Oncology Stakeholders Summit, Fall 2016 - Episode 13
Andrew L. Pecora, MD, CPE: You can Google for free, but it’s really not for free because you get 22 commercials. That is how Google makes its money and there’s no law that says Google cannot advertise. [On the other hand, by law,] the pharmaceutical industry, which does have large margins, [has] very severe limitations on how they can advertise and transfer money. I think it’s now $10. If you’re a doctor and you spend $10.12, you’re on the list. From your perspective, how do we get these things aligned so there’s a rational macro business model that makes sense?
Rena M. Conti, PhD: So I think what you’re alluding to is that there’s this kind of fixed cost of producing healthcare that providers need to invest in, and then, there is the marginal cost of production of producing health for patients. And the question is, where’s the money going to come from for doing all of this fixed-cost investment?

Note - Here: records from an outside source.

// Copyright 2026 The ChromiumOS Authors
// Use of this source code is governed by a BSD-style license that can be
// found in the LICENSE file.

//! Bindings for YAGI ("Yet Another Gralloc Interface"), the DRM-compatible buffer-info supplier
//! interface that drm_hwcomposer loads from a plugin library.
//!
//! A plugin exports `yagi_init`, `yagi_destroy` and `yagi_bi_get`. `yagi_get_data` is optional
//! for v1.

#![allow(non_upper_case_globals)]
#![allow(non_camel_case_types)]

use std::os::raw::c_int;

pub use gralloc_handle_sys::buffer_handle_t;
use zerocopy::FromBytes;
use zerocopy::Immutable;
use zerocopy::KnownLayout;

/// Implementation specific state, opaque to the client.
#[repr(C)]
pub struct yagi {
    _unused: [u8; 0],
}

pub const YAGI_API_VERSION_V1: c_int = 1;

/// Mesa front buffer rendering.
pub const YAGI_DATA_MUTABLE_BUFFER_USAGE_MASK: u32 = 1 << 1;

pub const YAGI_PROTECTED_BUFFER_FLAG: u32 = 1 << 1;
pub const YAGI_MUTABLE_BUFFER_FLAG: u32 = 1 << 2;

/// Do not modify, add a v2 record instead.
pub const YAGI_MAX_PLANES_V1: usize = 4;

#[repr(C)]
#[derive(Debug, Default, Copy, Clone, Eq, PartialEq, FromBytes, Immutable, KnownLayout)]
pub struct yagi_bi_v1 {
    pub width: u32,
    pub height: u32,
    /// `DRM_FORMAT_*` from drm_fourcc.h.
    pub drm_format: u32,
    pub pitches: [u32; YAGI_MAX_PLANES_V1],
    pub offsets: [u32; YAGI_MAX_PLANES_V1],
    /// Set for every plane, even when all planes share one buffer.
    pub prime_fds: [c_int; YAGI_MAX_PLANES_V1],
    pub modifiers: [u64; YAGI_MAX_PLANES_V1],
    pub num_planes: c_int,
    pub yagi_flags: u32,
}

pub const YAGI_BI_V1_SIZE: c_int = std::mem::size_of::<yagi_bi_v1>() as c_int;

pub type yagi_bi_get_t = unsafe extern "C" fn(
    yagi: *mut yagi,
    handle: buffer_handle_t,
    out_buf_info: *mut yagi_bi_v1,
    version: c_int,
    size: c_int,
) -> c_int;

pub type yagi_get_data_t =
    unsafe extern "C" fn(yagi: *mut yagi, yagi_data: u32, result: *mut c_int) -> c_int;

pub type yagi_init_t = unsafe extern "C" fn() -> *mut yagi;

pub type yagi_destroy_t = unsafe extern "C" fn(yagi: *mut yagi);
// Copyright 2026 The ChromiumOS Authors
// Use of this source code is governed by a BSD-style license that can be
// found in the LICENSE file.

use std::os::raw::c_int;

use libc::EINVAL;
use remain::sorted;
use thiserror::Error as ThisError;

/// Reasons a buffer-info request is rejected.
///
/// The plugin ABI only distinguishes success from `-EINVAL`; the variants exist for diagnostics.
#[sorted]
#[derive(ThisError, Debug, Clone, Copy, PartialEq, Eq)]
pub enum YagiError {
    /// Plane geometry does not fit the 32-bit fields of the record.
    #[error("arithmetic failed: {}({}) {op} {}({})", .field1.0, .field1.1, .field2.0, .field2.1)]
    CheckedArithmetic {
        field1: (&'static str, usize),
        field2: (&'static str, usize),
        op: &'static str,
    },
    #[error("record size {actual} does not match the v1 record size {expected}")]
    InvalidRecordSize { actual: c_int, expected: c_int },
    #[error("unsupported buffer-info version {0}")]
    InvalidVersion(c_int),
    #[error("buffer handle is null")]
    NullHandle,
    #[error("buffer-info record is null")]
    NullOutput,
    #[error("yagi token is null, plugin not initialized")]
    NullToken,
    #[error("HAL pixel format {0:#x} not supported")]
    UnsupportedFormat(u32),
}

impl YagiError {
    /// Status code reported to the host for this error.
    pub fn errno(&self) -> c_int {
        -EINVAL
    }
}

pub type YagiResult<T> = std::result::Result<T, YagiError>;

I would argue that hospitals and other providers need to fundamentally rethink what they invest in for very high fixed cost. So, for example, it used to be the case 10 years ago or 15 years ago that every hospital in America was running to go buy their own MRI machine. Or the new one is all those robotic surgery machines that do certain types of cancer treatment. There is no reason why every hospital in America, or every provider in America, needs their own MRI or robotic surgery lab. It used to be that you made money off of those types of fixed investments, but it may not be [the case] anymore.
So, instead, I think we’ll see providers move toward investments that really do pay off in the long-term and that aren’t really used to block out competitors from doing or keeping up with competitors. Instead, it will be really tailored to managing the healthcare of their own sets of patients and their unique qualities. That may be very different for practices in an urban environment relative to practices in a rural environment. There may be more fixed costs for rural providers than there are for urban providers. But some of that cost is going to have to be defrayed from payment by insurers—both government and other payers as well. And some of it’s going to have to come from private sector investing.
Andrew L. Pecora, MD, CPE: Patient engagement remains a crucial aspect of healthcare reform, and meaningful use requirements by the Centers for Medicare and Medicaid Services advocate for patient access to their electronic health data via patient portals. Would you describe new payment models as being patient-centric?
Rena M. Conti, PhD: Again, I think that in the rush to put in all of these new payment models and get providers [started] toward taking risk, or at least reporting quality, there can be this tendency to lose sight of patients and their families. And I very much hope that the patient comes back into the center of the picture here.
Again, I believe, strongly, that certain types of risk models for certain types of cancer patients are actually going to bring patients more into the center of care. So, for example, I believe that medical care models, or medical home-type models, have great promise in taking care of patients in a holistic way—in [terms of] meeting both their care needs for cancer treatment, but also in taking care of diabetes and other types of illnesses they may be suffering from, and also in dealing with transportation costs and taking care of some of the other support that they need. So I think providers that are already doing these models are talking about the great success that they’re having in reorienting care toward patients. It may not be what’s being measured currently, but we’re going to get there.